Acordei por volta das 9 hoas. Após um breve café da manhã, composto por algumas bolachas que tinha na minha mochila, fui a um pequeno comércio local procurar por um cabo USB para carregar meu celular, já que quando nos separamos algumas de minha coisas ficaram com o Japa.

O percurso deste dia alternava entre Sol e Chuva, clima tipico da floresta Amazônica. Estradas de mão dupla em estado de conservação razoáveis, com consideráveis buracos esporádicos que poderiam causar danos à roda e até um possível tombo.

Continuando viagem pelo estado de Rondônia, de Jaru para Vilhena, as paisagens já não chamavam muito a atenção e o cansaço era grande. A cada 150 km rodados eu parava 10 minutos para descansar.
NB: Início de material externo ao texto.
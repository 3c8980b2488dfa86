use ethers::prelude::abigen;

abigen!(
    IUniswapV2Pair,
    r#"[
        function getReserves() external view returns (uint112 reserve0, uint112 reserve1, uint32 blockTimestampLast)
        function token0() external view returns (address)
        function token1() external view returns (address)
    ]"#
);
use ethers::prelude::abigen;
use ethers::types::U256;

// Tipos EXACTOS del contrato de Solidity: uint160 sqrtPriceX96, int24 tick,
// uint128 liquidity. Cualquier desviación rompe la decodificación en silencio.
abigen!(
    IUniswapV3Pool,
    r#"[
        function slot0() external view returns (uint160 sqrtPriceX96, int24 tick, uint16 observationIndex, uint16 observationCardinality, uint16 observationCardinalityNext, uint8 feeProtocol, bool unlocked)
        function liquidity() external view returns (uint128)
        function token0() external view returns (address)
        function token1() external view returns (address)
    ]"#
);

pub const MIN_TICK: i32 = -887272;
pub const MAX_TICK: i32 = 887272;

/// Rejects slot0 values no initialized pool can report.
pub fn validate_slot0(sqrt_price_x96: U256, tick: i32) -> Result<(), String> {
    if sqrt_price_x96.is_zero() {
        return Err("sqrtPriceX96 is zero (pool not initialized)".to_string());
    }
    if !(MIN_TICK..=MAX_TICK).contains(&tick) {
        return Err(format!("tick {} outside [{}, {}]", tick, MIN_TICK, MAX_TICK));
    }
    Ok(())
}
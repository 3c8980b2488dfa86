//! Integration tests for the EVM reader against a mocked JSON-RPC node
//!
//! Tests cover:
//! - Failover from a dead primary endpoint to the backup
//! - ERC-20 metadata and the per-token decimals/symbol cache
//! - Pool kind detection (getReserves first, slot0 fallback)
//! - call_raw encoding/decoding
//! - Connectivity errors after retries

use ethers::abi::{self, Token};
use ethers::types::{Address, U256};
use ethers::utils::hex;
use multichain_market_sdk::chain_reader::ChainReader;
use multichain_market_sdk::connection_manager::{ConnectionManager, EndpointRole, Endpoints, EthersConnector};
use multichain_market_sdk::evm_reader::EvmReader;
use multichain_market_sdk::retry::RetryPolicy;
use multichain_market_sdk::types::{PoolKind, PoolState};
use multichain_market_sdk::{MarketError, NetworkId};
use serde_json::{json, Value};
use std::collections::HashMap;
use std::str::FromStr;
use std::sync::Arc;
use std::time::Duration;
use wiremock::matchers::method;
use wiremock::{Mock, MockServer, Request, Respond, ResponseTemplate};

const TOKEN: &str = "0x1111111111111111111111111111111111111111";
const WETH: &str = "0x4200000000000000000000000000000000000006";
const V2_PAIR: &str = "0x2222222222222222222222222222222222222222";
const V3_POOL: &str = "0x3333333333333333333333333333333333333333";

// 4-byte selectors
const DECIMALS: &str = "313ce567";
const SYMBOL: &str = "95d89b41";
const TOTAL_SUPPLY: &str = "18160ddd";
const BALANCE_OF: &str = "70a08231";
const GET_RESERVES: &str = "0902f1ac";
const TOKEN0: &str = "0dfe1681";
const TOKEN1: &str = "d21220a7";
const SLOT0: &str = "3850c7bd";
const LIQUIDITY: &str = "1a686502";

fn encoded(tokens: &[Token]) -> String {
    format!("0x{}", hex::encode(abi::encode(tokens)))
}

fn address(raw: &str) -> Address {
    Address::from_str(raw).unwrap()
}

/// Minimal JSON-RPC node: answers eth_blockNumber, eth_getBalance and
/// eth_call by (target, selector). Unknown calls return empty data.
struct JsonRpcNode {
    calls: Vec<(Option<&'static str>, &'static str, String)>,
}

impl JsonRpcNode {
    fn erc20_and_pools() -> Self {
        let mut calls = vec![
            (Some(TOKEN), DECIMALS, encoded(&[Token::Uint(U256::from(6))])),
            (Some(TOKEN), SYMBOL, encoded(&[Token::String("TKN".to_string())])),
            (
                Some(TOKEN),
                TOTAL_SUPPLY,
                encoded(&[Token::Uint(U256::from(1_000_000u64) * U256::exp10(6))]),
            ),
            (Some(TOKEN), BALANCE_OF, encoded(&[Token::Uint(U256::from(42_500_000u64))])),
            (
                Some(V2_PAIR),
                GET_RESERVES,
                encoded(&[
                    Token::Uint(U256::from(1_000u64)),
                    Token::Uint(U256::from(2_000u64)),
                    Token::Uint(U256::from(1_700_000_000u64)),
                ]),
            ),
            (
                Some(V3_POOL),
                SLOT0,
                encoded(&[
                    Token::Uint(U256::from(2u8).pow(U256::from(96u8))),
                    Token::Int(U256::zero()),
                    Token::Uint(U256::one()),
                    Token::Uint(U256::one()),
                    Token::Uint(U256::one()),
                    Token::Uint(U256::zero()),
                    Token::Bool(true),
                ]),
            ),
            (Some(V3_POOL), LIQUIDITY, encoded(&[Token::Uint(U256::from(123_456u64))])),
        ];
        // Ambos pools emparejan TOKEN (token0) con WETH (token1)
        for pool in [V2_PAIR, V3_POOL] {
            calls.push((Some(pool), TOKEN0, encoded(&[Token::Address(address(TOKEN))])));
            calls.push((Some(pool), TOKEN1, encoded(&[Token::Address(address(WETH))])));
        }
        Self { calls }
    }

    fn eth_call(&self, params: &Value) -> String {
        let call = params[0].to_string().to_lowercase();
        self.calls
            .iter()
            .find(|(target, selector, _)| {
                call.contains(selector) && target.map_or(true, |t| call.contains(&t.to_lowercase()))
            })
            .map(|(_, _, output)| output.clone())
            .unwrap_or_else(|| "0x".to_string())
    }
}

impl Respond for JsonRpcNode {
    fn respond(&self, request: &Request) -> ResponseTemplate {
        let body: Value = serde_json::from_slice(&request.body).unwrap();
        let result = match body["method"].as_str() {
            Some("eth_blockNumber") => json!("0x1234"),
            Some("eth_getBalance") => json!("0xde0b6b3a7640000"),
            Some("eth_call") => json!(self.eth_call(&body["params"])),
            other => panic!("unexpected method {:?}", other),
        };
        ResponseTemplate::new(200).set_body_json(json!({
            "jsonrpc": "2.0",
            "id": body["id"],
            "result": result,
        }))
    }
}

async fn dead_server() -> MockServer {
    let server = MockServer::start().await;
    Mock::given(method("POST"))
        .respond_with(ResponseTemplate::new(500))
        .mount(&server)
        .await;
    server
}

async fn live_node() -> MockServer {
    let server = MockServer::start().await;
    Mock::given(method("POST"))
        .respond_with(JsonRpcNode::erc20_and_pools())
        .mount(&server)
        .await;
    server
}

fn manager(primary: &MockServer, backup: &MockServer) -> Arc<ConnectionManager> {
    let endpoints = HashMap::from([(
        NetworkId::Base,
        Endpoints {
            primary: primary.uri(),
            backup: backup.uri(),
        },
    )]);
    Arc::new(
        ConnectionManager::new(
            EthersConnector::new(Duration::from_secs(2)),
            endpoints,
            Duration::from_secs(2),
            1_000,
        )
        .unwrap(),
    )
}

fn fast_retry() -> RetryPolicy {
    RetryPolicy::new(2, Duration::from_millis(1))
}

async fn calls_with_selector(server: &MockServer, selector: &str) -> usize {
    server
        .received_requests()
        .await
        .unwrap_or_default()
        .iter()
        .filter(|req| String::from_utf8_lossy(&req.body).contains(selector))
        .count()
}

#[tokio::test]
async fn test_failover_to_backup_and_token_metadata() {
    let primary = dead_server().await;
    let backup = live_node().await;
    let manager = manager(&primary, &backup);
    let reader = EvmReader::new(NetworkId::Base, manager.clone(), fast_retry());

    let metadata = reader.get_token_metadata(TOKEN).await.unwrap();
    assert_eq!(metadata.decimals, 6);
    assert_eq!(metadata.symbol, "TKN");
    assert_eq!(metadata.total_supply.to_f64(), 1_000_000.0);

    let conn = manager.cached(NetworkId::Base).unwrap();
    assert_eq!(conn.role(), EndpointRole::Backup);
    assert_eq!(conn.head_block(), 0x1234);
}

#[tokio::test]
async fn test_decimals_and_symbol_cached_supply_reread() {
    let node = live_node().await;
    let reader = EvmReader::new(NetworkId::Base, manager(&node, &node), fast_retry());

    reader.get_token_metadata(TOKEN).await.unwrap();
    reader.get_token_metadata(TOKEN).await.unwrap();
    let balance = reader.get_token_balance(TOKEN, WETH).await.unwrap();
    assert_eq!(balance.to_f64(), 42.5);

    assert_eq!(calls_with_selector(&node, DECIMALS).await, 1);
    assert_eq!(calls_with_selector(&node, SYMBOL).await, 1);
    assert_eq!(calls_with_selector(&node, TOTAL_SUPPLY).await, 2);
}

#[tokio::test]
async fn test_native_balance() {
    let node = live_node().await;
    let reader = EvmReader::new(NetworkId::Base, manager(&node, &node), fast_retry());

    let balance = reader.get_balance(WETH).await.unwrap();
    assert_eq!(balance.decimals, 18);
    assert_eq!(balance.to_f64(), 1.0);
}

#[tokio::test]
async fn test_registered_constant_product_pool() {
    let node = live_node().await;
    let reader = EvmReader::new(NetworkId::Base, manager(&node, &node), fast_retry())
        .with_pool_kind(address(V2_PAIR), PoolKind::ConstantProduct);

    match reader.get_pool_state(V2_PAIR).await.unwrap() {
        PoolState::ConstantProduct {
            token0,
            token1,
            reserve0,
            reserve1,
        } => {
            assert_eq!(token0, TOKEN);
            assert_eq!(token1, WETH);
            assert_eq!(reserve0, U256::from(1_000u64));
            assert_eq!(reserve1, U256::from(2_000u64));
        }
        other => panic!("expected constant product state, got {:?}", other),
    }
    assert_eq!(calls_with_selector(&node, SLOT0).await, 0);
}

#[tokio::test]
async fn test_unregistered_pool_falls_back_to_slot0() {
    let node = live_node().await;
    let reader = EvmReader::new(NetworkId::Base, manager(&node, &node), fast_retry());

    match reader.get_pool_state(V3_POOL).await.unwrap() {
        PoolState::Concentrated {
            sqrt_price_x96,
            tick,
            liquidity,
            token1,
            ..
        } => {
            assert_eq!(sqrt_price_x96, U256::from(2u8).pow(U256::from(96u8)));
            assert_eq!(tick, 0);
            assert_eq!(liquidity, 123_456);
            assert_eq!(token1, WETH);
        }
        other => panic!("expected concentrated state, got {:?}", other),
    }

    // Detected kind is remembered: no second getReserves probe
    reader.get_pool_state(V3_POOL).await.unwrap();
    assert_eq!(calls_with_selector(&node, GET_RESERVES).await, 1);
}

#[tokio::test]
async fn test_call_raw_decodes_outputs() {
    let node = live_node().await;
    let reader = EvmReader::new(NetworkId::Base, manager(&node, &node), fast_retry());

    let out = reader
        .call_raw(
            TOKEN,
            "function balanceOf(address owner) view returns (uint256)",
            &[WETH.to_string()],
        )
        .await
        .unwrap();
    assert_eq!(out, json!(["42500000"]));

    let err = reader
        .call_raw(TOKEN, "function balanceOf(address owner) view returns (uint256)", &[])
        .await
        .unwrap_err();
    assert!(matches!(err, MarketError::InvalidInput(_)));
}

#[tokio::test]
async fn test_invalid_address_is_invalid_input() {
    let node = live_node().await;
    let reader = EvmReader::new(NetworkId::Base, manager(&node, &node), fast_retry());

    let err = reader.get_token_metadata("not-an-address").await.unwrap_err();
    assert!(matches!(err, MarketError::InvalidInput(_)));
}

#[tokio::test]
async fn test_both_endpoints_down_is_connectivity_error() {
    let primary = dead_server().await;
    let backup = dead_server().await;
    let reader = EvmReader::new(NetworkId::Base, manager(&primary, &backup), fast_retry());

    let err = reader.get_token_metadata(TOKEN).await.unwrap_err();
    match err {
        MarketError::Connectivity { network, .. } => assert_eq!(network, NetworkId::Base),
        other => panic!("expected connectivity error, got {:?}", other),
    }
    // Dos intentos, cada uno prueba primary y backup
    assert_eq!(primary.received_requests().await.unwrap().len(), 2);
    assert_eq!(backup.received_requests().await.unwrap().len(), 2);
}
Trechos muito quentes que me faziam suar todo por debaixo da roupa de Cordura. Senti até saudades do frio da cordilheira dos Andes.

No intuito de antecipar a data de chegada, decidi esticar um pouco, rodando aproximados 750 km,

De Cuiabá para a querida Coxim, da música "Fala Coxim", de Tibagi e Miltinho. Alguns trechos da estrada estavam em péssimas condições. Atravessei a fronteira de Mato Grosso com o Mato Grosso do Sul.